METHODS: Thirty-three Portuguese skeletally immature female gymnasts (mean age 11.1 years) of different age-related categories completed a questionnaire detailing their training characteristics. Besides maturation, stature, body mass, and body composition, also handgrip strength of both hands were measured. Left and right ulnar variance was obtained using Hafner’s procedure and skeletal age through the Tanner-Whitehouse 3-method.

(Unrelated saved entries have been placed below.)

mod support;

use actix_web::http::{header, StatusCode};
use actix_web::{test, web, App};
use serde_json::json;

use gemini_relay::config::RelayConfig;
use gemini_relay::model::mock::{MOCK_PDF_REPLY, MOCK_REPLY};
use gemini_relay::web::models::Envelope;
use gemini_relay::web::routes;

use support::{mock_state, multipart_body, multipart_content_type};

macro_rules! mock_app {
    ($config:expr) => {
        test::init_service(
            App::new()
                .app_data(web::Data::new(mock_state($config)))
                .configure(routes::configure),
        )
        .await
    };
}

#[actix_web::test]
async fn healthz_answers_get_and_post() {
    let app = mock_app!(RelayConfig::default());

    for req in [
        test::TestRequest::get().uri("/healthz").to_request(),
        test::TestRequest::post().uri("/healthz").to_request(),
    ] {
        let resp = test::call_service(&app, req).await;
        assert_eq!(resp.status(), StatusCode::OK);
        let body: serde_json::Value = test::read_body_json(resp).await;
        assert_eq!(body, json!({"status": "healthy"}));
    }
}

#[actix_web::test]
async fn index_renders_the_chat_page() {
    let app = mock_app!(RelayConfig::default());

    let resp = test::call_service(&app, test::TestRequest::get().uri("/").to_request()).await;
    assert_eq!(resp.status(), StatusCode::OK);
    let html = String::from_utf8(test::read_body(resp).await.to_vec()).unwrap();
    assert!(html.contains("Chatbot"));
    assert!(html.contains("mock mode"));
}

#[actix_web::test]
async fn chat_returns_the_envelope() {
    let app = mock_app!(RelayConfig::default());

    let req = test::TestRequest::post()
        .uri("/chat")
        .set_json(json!({"messages": [{"role": "user", "content": "hello"}], "stream": false}))
        .to_request();
    let resp = test::call_service(&app, req).await;
    assert_eq!(resp.status(), StatusCode::OK);

    let envelope: Envelope = test::read_body_json(resp).await;
    assert_eq!(envelope, Envelope::ok(MOCK_REPLY));
}

#[actix_web::test]
async fn invalid_requests_get_400_envelopes() {
    let app = mock_app!(RelayConfig::default());

    let bodies = [
        r#"{"messages":[{"role":"bogus","content":"hello"}]}"#,
        r#"{"messages":[{"role":"user"}]}"#,
        r#"{"messages": "#,
        r#"{"messages":[]}"#,
        r#"{"messages":[{"role":"user","content":"hi"}],"model":"a/b"}"#,
    ];

    for body in bodies {
        let req = test::TestRequest::post()
            .uri("/chat")
            .insert_header((header::CONTENT_TYPE, "application/json"))
            .set_payload(body)
            .to_request();
        let resp = test::call_service(&app, req).await;
        assert_eq!(resp.status(), StatusCode::BAD_REQUEST, "{body}");

        let envelope: Envelope = test::read_body_json(resp).await;
        assert_eq!(envelope.status, 400);
        assert!(envelope.message.starts_with("Invalid request"), "{}", envelope.message);
    }
}

#[actix_web::test]
async fn oversized_bodies_are_rejected() {
    let app = mock_app!(RelayConfig {
        max_json_bytes: 64,
        ..RelayConfig::default()
    });

    let long = "x".repeat(200);
    let req = test::TestRequest::post()
        .uri("/chat")
        .set_json(json!({"messages": [{"role": "user", "content": long}]}))
        .to_request();
    let resp = test::call_service(&app, req).await;
    assert_eq!(resp.status(), StatusCode::PAYLOAD_TOO_LARGE);
}

#[actix_web::test]
async fn streaming_sends_plain_text_chunks() {
    let app = mock_app!(RelayConfig::default());

    let req = test::TestRequest::post()
        .uri("/chat")
        .set_json(json!({"messages": [{"role": "user", "content": "hello"}], "stream": true}))
        .to_request();
    let resp = test::call_service(&app, req).await;
    assert_eq!(resp.status(), StatusCode::OK);
    assert_eq!(
        resp.headers().get(header::CONTENT_TYPE).unwrap(),
        "text/plain; charset=utf-8"
    );

    let body = test::read_body(resp).await;
    assert_eq!(body, MOCK_REPLY.as_bytes());
}

#[actix_web::test]
async fn multipart_image_is_accepted() {
    let app = mock_app!(RelayConfig::default());

    let payload = json!({"messages": [{"role": "user", "content": "what is this?"}]});
    let req = test::TestRequest::post()
        .uri("/chat")
        .insert_header((header::CONTENT_TYPE, multipart_content_type()))
        .set_payload(multipart_body(&payload, Some(("cat.png", "image/png", &b"\x89PNG"[..]))))
        .to_request();
    let resp = test::call_service(&app, req).await;
    assert_eq!(resp.status(), StatusCode::OK);

    let envelope: Envelope = test::read_body_json(resp).await;
    assert_eq!(envelope.message, MOCK_REPLY);
}

#[actix_web::test]
async fn streaming_with_an_image_is_rejected() {
    let app = mock_app!(RelayConfig::default());

    let payload = json!({"messages": [{"role": "user", "content": "hi"}], "stream": true});
    let req = test::TestRequest::post()
        .uri("/chat")
        .insert_header((header::CONTENT_TYPE, multipart_content_type()))
        .set_payload(multipart_body(&payload, Some(("cat.png", "image/png", &b"\x89PNG"[..]))))
        .to_request();
    let resp = test::call_service(&app, req).await;
    assert_eq!(resp.status(), StatusCode::BAD_REQUEST);
}

#[actix_web::test]
async fn multipart_without_payload_is_rejected() {
    let app = mock_app!(RelayConfig::default());

    let body = format!(
        "--{b}\r\nContent-Disposition: form-data; name=\"file\"; filename=\"cat.png\"\r\nContent-Type: image/png\r\n\r\nabc\r\n--{b}--\r\n",
        b = support::BOUNDARY
    );
    let req = test::TestRequest::post()
        .uri("/chat")
        .insert_header((header::CONTENT_TYPE, multipart_content_type()))
        .set_payload(body)
        .to_request();
    let resp = test::call_service(&app, req).await;
    assert_eq!(resp.status(), StatusCode::BAD_REQUEST);
}

#[actix_web::test]
async fn upload_pdf_is_acknowledged_in_mock_mode() {
    let app = mock_app!(RelayConfig::default());

    let req = test::TestRequest::post()
        .uri("/upload_pdf")
        .insert_header((header::CONTENT_TYPE, "application/pdf"))
        .set_payload("%PDF-1.4 fake")
        .to_request();
    let resp = test::call_service(&app, req).await;
    assert_eq!(resp.status(), StatusCode::OK);

    let envelope: Envelope = test::read_body_json(resp).await;
    assert_eq!(envelope, Envelope::ok(MOCK_PDF_REPLY));
}
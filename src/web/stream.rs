use actix_web::{web::Bytes, HttpResponse};
use futures::StreamExt;
use log::{error, info, warn};
use tokio::sync::mpsc;
use tokio_stream::wrappers::ReceiverStream;
use uuid::Uuid;

use crate::model::FragmentStream;
use crate::web::handlers::FALLBACK_APOLOGY;

/// Written as the last chunk when generation fails after headers were sent.
pub const STREAM_ERROR_MARKER: &str = "\n[ERROR] stream interrupted";

const CHANNEL_CAPACITY: usize = 16;

/// Forwards fragments to the client as `text/plain` chunks. The producer task
/// stops as soon as the client goes away, even while the upstream is idle.
pub fn respond(mut fragments: FragmentStream, request_id: Uuid) -> HttpResponse {
    let (tx, rx) = mpsc::channel::<Bytes>(CHANNEL_CAPACITY);

    actix_web::rt::spawn(async move {
        let mut sent = 0usize;
        loop {
            let fragment = tokio::select! {
                _ = tx.closed() => {
                    info!("[{}] Client disconnected after {} fragment(s)", request_id, sent);
                    return;
                }
                fragment = fragments.next() => fragment,
            };

            match fragment {
                Some(Ok(text)) if text.is_empty() => continue,
                Some(Ok(text)) => {
                    sent += 1;
                    if tx.send(Bytes::from(text)).await.is_err() {
                        info!("[{}] Client disconnected after {} fragment(s)", request_id, sent);
                        return;
                    }
                }
                Some(Err(e)) => {
                    error!("[{}] Stream failed after {} fragment(s): {}", request_id, sent, e);
                    let _ = tx.send(Bytes::from_static(STREAM_ERROR_MARKER.as_bytes())).await;
                    return;
                }
                None => break,
            }
        }

        if sent == 0 {
            warn!("[{}] Stream ended without any text, sending the apology", request_id);
            let _ = tx.send(Bytes::from_static(FALLBACK_APOLOGY.as_bytes())).await;
            return;
        }

        info!("[{}] Stream finished with {} fragment(s)", request_id, sent);
    });

    HttpResponse::Ok()
        .content_type("text/plain; charset=utf-8")
        .streaming(ReceiverStream::new(rx).map(Ok::<_, actix_web::Error>))
}

#[cfg(test)]
mod tests {
    use super::*;
    use std::time::Duration;

    use actix_web::body::to_bytes;
    use futures::stream;
    use tokio::sync::oneshot;

    use crate::error::UpstreamError;

    // Signals when the upstream stream is dropped.
    struct DropSignal(Option<oneshot::Sender<()>>);

    impl Drop for DropSignal {
        fn drop(&mut self) {
            if let Some(tx) = self.0.take() {
                let _ = tx.send(());
            }
        }
    }

    fn fragments(items: Vec<Result<String, UpstreamError>>) -> FragmentStream {
        stream::iter(items).boxed()
    }

    #[actix_web::test]
    async fn empty_stream_gets_the_apology() {
        let resp = respond(fragments(vec![Ok(String::new())]), Uuid::new_v4());
        let body = to_bytes(resp.into_body()).await.unwrap();
        assert_eq!(body, FALLBACK_APOLOGY.as_bytes());
    }

    #[actix_web::test]
    async fn failure_appends_the_marker() {
        let resp = respond(
            fragments(vec![
                Ok("partial".to_string()),
                Err(UpstreamError::RateLimited("quota".into())),
            ]),
            Uuid::new_v4(),
        );
        let body = to_bytes(resp.into_body()).await.unwrap();
        assert_eq!(body, format!("partial{STREAM_ERROR_MARKER}").as_bytes());
    }

    #[actix_web::test]
    async fn disconnect_releases_an_idle_upstream() {
        let (dropped_tx, dropped_rx) = oneshot::channel();
        let signal = DropSignal(Some(dropped_tx));
        let idle: FragmentStream = stream::once(async { Ok("partial".to_string()) })
            .chain(stream::pending())
            .map(move |fragment| {
                let _signal = &signal;
                fragment
            })
            .boxed();

        let resp = respond(idle, Uuid::new_v4());
        tokio::time::sleep(Duration::from_millis(50)).await;
        drop(resp);

        tokio::time::timeout(Duration::from_secs(1), dropped_rx)
            .await
            .expect("producer kept the upstream stream alive")
            .unwrap();
    }
}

RESULTS: Mean skeletal age (10.1±1.9 yr) is one year younger than chronological age (11.1±2.1 yr) and this discrepancy becomes more pronounced with increasing age-category. Gymnasts presented on average 6.1 years of training and 16.7 hours/week. A negative mean value for both the left and right ulnar variance measures was observed (between -1.7 mm and -3.1 mm) but with increasing age-category there is a trend that ulnar variance becomes more positive (between +0.3 mm and -1 mm). Significant differences between right and left ulnar variance were demonstrated. Correlations between ulnar variance and biological and training characteristics and handgrip strength are rather low and not significant, except for skeletal age (r=0.38), stature (r=0.41) and fat-free mass (r=0.48).
CONCLUSION: Despite some significant results the main results of this study do not directly support the thesis that gymnastics training or handgrip strength are associated with ulnar variance.